Mein Rat aus eigener Erfahrung: In der aktuellen Familiendynamik sind es zwei, die das Ganze unbedingt wollen, aber offenbar nicht alle Erkenntnisse bereits gewonnen haben. Zieh dich etwas aus dem Thema zurück und lass es die beiden mal austüfteln, ob es überhaupt möglich wäre, was ein Kinderarzt dazu sagt, welches Visum, Selfplacement oder nicht, welche Kosten, welche Bürokratie, welche Risiken, oder ob nicht doch ein anderes Land im Hier und Jetzt eine Alternative ist. Je mehr ich damals recherchiert und dann mal mit schlechten Nachrichten um die Ecke kam, umso stressiger wurde alles. Ich kann auch das An- oder Durchlesen der beiden Streams durchaus empfehlen und viele der hier Schreibenden werden sicher auch auf Privatnachrichten gerne antworten.
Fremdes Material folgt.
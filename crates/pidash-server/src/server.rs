use std::path::PathBuf;
use std::sync::Arc;
use std::time::Duration;

use axum::extract::ws::{WebSocket, WebSocketUpgrade};
use axum::extract::{Path, State};
use axum::http::{header, StatusCode};
use axum::response::IntoResponse;
use axum::routing::get;
use pidash_core::{ConnectionState, HttpConfig};
use pidash_router::Router;
use pidash_telemetry::MetricsRecorder;
use tokio::sync::mpsc;
use tokio_util::sync::CancellationToken;
use tower_http::cors::CorsLayer;

use crate::archive;
use crate::client::{self, ClientId, ClientRegistry, WsWidget};
use crate::protocol::{ClientFrame, ServerFrame};

const CONNECTION_POLL_INTERVAL: Duration = Duration::from_secs(1);
const CLEANUP_INTERVAL: Duration = Duration::from_secs(60);

/// Shared application state passed to Axum handlers.
#[derive(Clone)]
pub struct AppState {
    pub registry: Arc<ClientRegistry>,
    pub router: Arc<Router>,
    pub connection: Arc<ConnectionState>,
    pub metrics: Option<Arc<MetricsRecorder>>,
    pub frame_tx: mpsc::Sender<(ClientId, String)>,
    pub archive_dir: PathBuf,
}

/// Build the Axum router with all routes.
pub fn build_router(state: AppState) -> axum::Router {
    axum::Router::new()
        .route("/ws", get(ws_handler))
        .route("/health", get(health_handler))
        .route("/api/archives", get(archive_list_handler))
        .route("/api/archives/{name}", get(archive_download_handler))
        .with_state(state)
        .layer(CorsLayer::permissive())
}

/// Create and start the server. Returns a handle with the bound port.
pub async fn start(
    config: HttpConfig,
    router: Arc<Router>,
    connection: Arc<ConnectionState>,
    metrics: Option<Arc<MetricsRecorder>>,
    shutdown: CancellationToken,
) -> Result<ServerHandle, std::io::Error> {
    let registry = Arc::new(ClientRegistry::new(config.max_send_queue));

    let _cleanup = client::start_cleanup_task(
        Arc::clone(&registry),
        Arc::clone(&router),
        CLEANUP_INTERVAL,
    );

    let (frame_tx, frame_rx) = mpsc::channel::<(ClientId, String)>(1024);

    let frames = tokio::spawn(process_client_frames(
        frame_rx,
        Arc::clone(&router),
        Arc::clone(&registry),
        Arc::clone(&connection),
        metrics.clone(),
    ));

    let _watcher = spawn_connection_watcher(
        Arc::clone(&registry),
        Arc::clone(&connection),
        shutdown.clone(),
    );

    let app_state = AppState {
        registry: Arc::clone(&registry),
        router,
        connection,
        metrics,
        frame_tx,
        archive_dir: config.archive_dir.clone(),
    };

    let app = build_router(app_state);
    let addr = format!("0.0.0.0:{}", config.port);
    let listener = tokio::net::TcpListener::bind(&addr).await?;
    let local_addr = listener.local_addr()?;

    tracing::info!(port = local_addr.port(), "dashboard server started");

    let serve_shutdown = shutdown.clone();
    let server = tokio::spawn(async move {
        axum::serve(listener, app)
            .with_graceful_shutdown(serve_shutdown.cancelled_owned())
            .await
            .ok();
    });

    Ok(ServerHandle {
        port: local_addr.port(),
        registry,
        _server: server,
        _frames: frames,
        _watcher,
        _cleanup,
    })
}

/// Handle returned by `start()` — keeps background tasks alive.
pub struct ServerHandle {
    pub port: u16,
    pub registry: Arc<ClientRegistry>,
    _server: tokio::task::JoinHandle<()>,
    _frames: tokio::task::JoinHandle<()>,
    _watcher: tokio::task::JoinHandle<()>,
    _cleanup: tokio::task::JoinHandle<()>,
}

/// WebSocket upgrade handler.
async fn ws_handler(ws: WebSocketUpgrade, State(state): State<AppState>) -> impl IntoResponse {
    ws.on_upgrade(move |socket| handle_socket(socket, state))
}

async fn handle_socket(socket: WebSocket, state: AppState) {
    let (client_id, rx) = state.registry.register();
    tracing::info!(client_id = %client_id, "websocket client connected");
    if let Some(m) = &state.metrics {
        m.gauge_set("ws.clients", &[], state.registry.count() as f64);
    }

    client::handle_ws_connection(
        socket,
        client_id,
        rx,
        Arc::clone(&state.registry),
        Arc::clone(&state.router),
        state.frame_tx.clone(),
    )
    .await;

    if let Some(m) = &state.metrics {
        m.gauge_set("ws.clients", &[], state.registry.count() as f64);
    }
}

/// Health check HTTP endpoint.
async fn health_handler(State(state): State<AppState>) -> impl IntoResponse {
    axum::Json(serde_json::json!({
        "status": "ok",
        "broker_connected": state.connection.is_connected(),
        "clients": state.registry.count(),
        "widgets": state.router.widget_count(),
    }))
}

/// List the weekly CSV archives grouped by production week.
async fn archive_list_handler(State(state): State<AppState>) -> impl IntoResponse {
    axum::Json(archive::list_archives(&state.archive_dir))
}

/// Download one archive file.
async fn archive_download_handler(
    State(state): State<AppState>,
    Path(name): Path<String>,
) -> impl IntoResponse {
    let Some(path) = archive::resolve_archive(&state.archive_dir, &name) else {
        return (StatusCode::NOT_FOUND, "archive not found").into_response();
    };
    match tokio::fs::read(&path).await {
        Ok(bytes) => (
            StatusCode::OK,
            [
                (header::CONTENT_TYPE, "text/csv".to_owned()),
                (
                    header::CONTENT_DISPOSITION,
                    format!("attachment; filename=\"{name}\""),
                ),
            ],
            bytes,
        )
            .into_response(),
        Err(err) => {
            tracing::warn!(name = %name, error = %err, "archive read failed");
            (StatusCode::NOT_FOUND, "archive not found").into_response()
        }
    }
}

/// Process frames arriving from WebSocket clients.
async fn process_client_frames(
    mut rx: mpsc::Receiver<(ClientId, String)>,
    router: Arc<Router>,
    registry: Arc<ClientRegistry>,
    connection: Arc<ConnectionState>,
    metrics: Option<Arc<MetricsRecorder>>,
) {
    while let Some((client_id, raw)) = rx.recv().await {
        handle_client_frame(
            &router,
            &registry,
            &connection,
            metrics.as_deref(),
            &client_id,
            &raw,
        );
    }
}

fn handle_client_frame(
    router: &Arc<Router>,
    registry: &ClientRegistry,
    connection: &ConnectionState,
    metrics: Option<&MetricsRecorder>,
    client_id: &ClientId,
    raw: &str,
) {
    let frame: ClientFrame = match serde_json::from_str(raw) {
        Ok(frame) => frame,
        Err(err) => {
            registry.send_to(
                client_id,
                ServerFrame::Error {
                    message: format!("bad frame: {err}"),
                }
                .to_json(),
            );
            return;
        }
    };

    match frame {
        ClientFrame::Register {
            widget_id,
            subscriptions,
        } => {
            let Some(tx) = registry.sender_for(client_id) else {
                return;
            };
            let patterns: Vec<&str> = subscriptions.iter().map(String::as_str).collect();
            router.register(
                widget_id.clone(),
                Arc::new(WsWidget::new(widget_id.clone(), tx)),
                &patterns,
            );
            registry.track_widget(client_id, &widget_id);
            tracing::debug!(client_id = %client_id, widget_id = %widget_id, "widget registered");

            // Tell the new widget the broker state right away.
            registry.send_to(
                client_id,
                ServerFrame::Connection {
                    connected: connection.is_connected(),
                }
                .to_json(),
            );
            if let Some(m) = metrics {
                m.gauge_set("router.widgets", &[], router.widget_count() as f64);
            }
        }
        ClientFrame::Unregister { widget_id } => {
            router.unregister(&widget_id);
            registry.untrack_widget(client_id, &widget_id);
            if let Some(m) = metrics {
                m.gauge_set("router.widgets", &[], router.widget_count() as f64);
            }
        }
        ClientFrame::Publish { topic, payload } => {
            if !router.publish(&topic, &payload) {
                if let Some(m) = metrics {
                    m.counter_inc("publish.dropped", &[], 1);
                }
            }
        }
    }
}

/// Broadcast broker connectivity edges to every client. The transport
/// only flips an atomic, so the watcher samples it and reports changes.
fn spawn_connection_watcher(
    registry: Arc<ClientRegistry>,
    connection: Arc<ConnectionState>,
    shutdown: CancellationToken,
) -> tokio::task::JoinHandle<()> {
    tokio::spawn(async move {
        let mut last = connection.is_connected();
        let mut ticker = tokio::time::interval(CONNECTION_POLL_INTERVAL);
        loop {
            tokio::select! {
                _ = shutdown.cancelled() => break,
                _ = ticker.tick() => {}
            }
            let now = connection.is_connected();
            if now != last {
                last = now;
                registry.broadcast(&ServerFrame::Connection { connected: now }.to_json());
            }
        }
    })
}

#[cfg(test)]
mod tests {
    use super::*;
    use pidash_transport::MockTransport;
    use serde_json::json;

    fn frame_env() -> (
        Arc<Router>,
        Arc<ClientRegistry>,
        Arc<ConnectionState>,
        Arc<MockTransport>,
    ) {
        let transport = Arc::new(MockTransport::new());
        let connection = Arc::new(ConnectionState::new());
        let router = Arc::new(Router::new(transport.clone(), connection.clone()));
        let registry = Arc::new(ClientRegistry::new(32));
        (router, registry, connection, transport)
    }

    #[tokio::test]
    async fn register_frame_wires_widget_into_router() {
        let (router, registry, connection, _) = frame_env();
        let (client_id, mut rx) = registry.register();

        handle_client_frame(
            &router,
            &registry,
            &connection,
            None,
            &client_id,
            r#"{"type":"register","widget_id":"uptime","subscriptions":["system.uptime"]}"#,
        );
        assert_eq!(router.widget_count(), 1);

        // The register reply reports broker state.
        let reply: serde_json::Value = serde_json::from_str(&rx.try_recv().unwrap()).unwrap();
        assert_eq!(reply["type"], "connection");
        assert_eq!(reply["connected"], false);

        // A dispatched update reaches the client as an update frame.
        router.dispatch(
            &pidash_core::TopicId::new("system.uptime"),
            &pidash_core::NormalizedMessage::new(90061i64, "1j 01h 01m 01s"),
        );
        let update: serde_json::Value = serde_json::from_str(&rx.try_recv().unwrap()).unwrap();
        assert_eq!(update["type"], "update");
        assert_eq!(update["data"]["formatted"], "1j 01h 01m 01s");
    }

    #[tokio::test]
    async fn unregister_frame_removes_widget() {
        let (router, registry, connection, _) = frame_env();
        let (client_id, _rx) = registry.register();

        handle_client_frame(
            &router,
            &registry,
            &connection,
            None,
            &client_id,
            r#"{"type":"register","widget_id":"clock","subscriptions":["system.time"]}"#,
        );
        handle_client_frame(
            &router,
            &registry,
            &connection,
            None,
            &client_id,
            r#"{"type":"unregister","widget_id":"clock"}"#,
        );
        assert_eq!(router.widget_count(), 0);
    }

    #[tokio::test]
    async fn publish_frame_forwards_when_connected() {
        let (router, registry, connection, transport) = frame_env();
        let (client_id, _rx) = registry.register();

        connection.set_connected();
        handle_client_frame(
            &router,
            &registry,
            &connection,
            None,
            &client_id,
            &json!({"type":"publish","topic":"weri/system/reboot","payload":"reboot"}).to_string(),
        );
        assert_eq!(transport.payloads_for("weri/system/reboot"), vec!["reboot"]);
    }

    #[tokio::test]
    async fn malformed_frame_yields_error_reply() {
        let (router, registry, connection, _) = frame_env();
        let (client_id, mut rx) = registry.register();

        handle_client_frame(&router, &registry, &connection, None, &client_id, "not json");
        let reply: serde_json::Value = serde_json::from_str(&rx.try_recv().unwrap()).unwrap();
        assert_eq!(reply["type"], "error");
    }

    #[tokio::test]
    async fn health_and_archive_endpoints() {
        let archive_dir =
            std::env::temp_dir().join(format!("pidash-test-server-{}", uuid::Uuid::now_v7()));
        std::fs::create_dir_all(&archive_dir).unwrap();
        std::fs::write(
            archive_dir.join("ergebnisse_2026_KW35.csv"),
            "machine;result\npress03;PASS\n",
        )
        .unwrap();

        let (router, _registry, connection, _) = frame_env();
        let config = HttpConfig {
            port: 0,
            max_send_queue: 32,
            archive_dir: archive_dir.clone(),
        };
        let shutdown = CancellationToken::new();
        let handle = start(config, router, connection, None, shutdown.clone())
            .await
            .unwrap();

        let base = format!("http://127.0.0.1:{}", handle.port);

        let health: serde_json::Value = reqwest::get(format!("{base}/health"))
            .await
            .unwrap()
            .json()
            .await
            .unwrap();
        assert_eq!(health["status"], "ok");
        assert_eq!(health["broker_connected"], false);

        let listing: serde_json::Value = reqwest::get(format!("{base}/api/archives"))
            .await
            .unwrap()
            .json()
            .await
            .unwrap();
        assert_eq!(listing["archives"][0]["year"], 2026);
        assert_eq!(listing["archives"][0]["week"], 35);
        assert_eq!(
            listing["archives"][0]["files"][0]["name"],
            "ergebnisse_2026_KW35.csv"
        );

        let csv = reqwest::get(format!("{base}/api/archives/ergebnisse_2026_KW35.csv"))
            .await
            .unwrap();
        assert_eq!(csv.status(), reqwest::StatusCode::OK);
        assert!(csv.text().await.unwrap().contains("press03"));

        let missing = reqwest::get(format!("{base}/api/archives/nope_2026_KW1.csv"))
            .await
            .unwrap();
        assert_eq!(missing.status(), reqwest::StatusCode::NOT_FOUND);

        shutdown.cancel();
    }
}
Es gibt noch so viele Träume und Möglichkeiten – lasst euch nicht verrückt machen im vermeintlichen Rennen um den ‚American High School Dream‘ – was auch immer man im J-1 Programm mittlerweile darunter verstehen mag.
Ich wünsche euch von Herzen alles Gute auf dem Weg zur richtigen Entscheidung!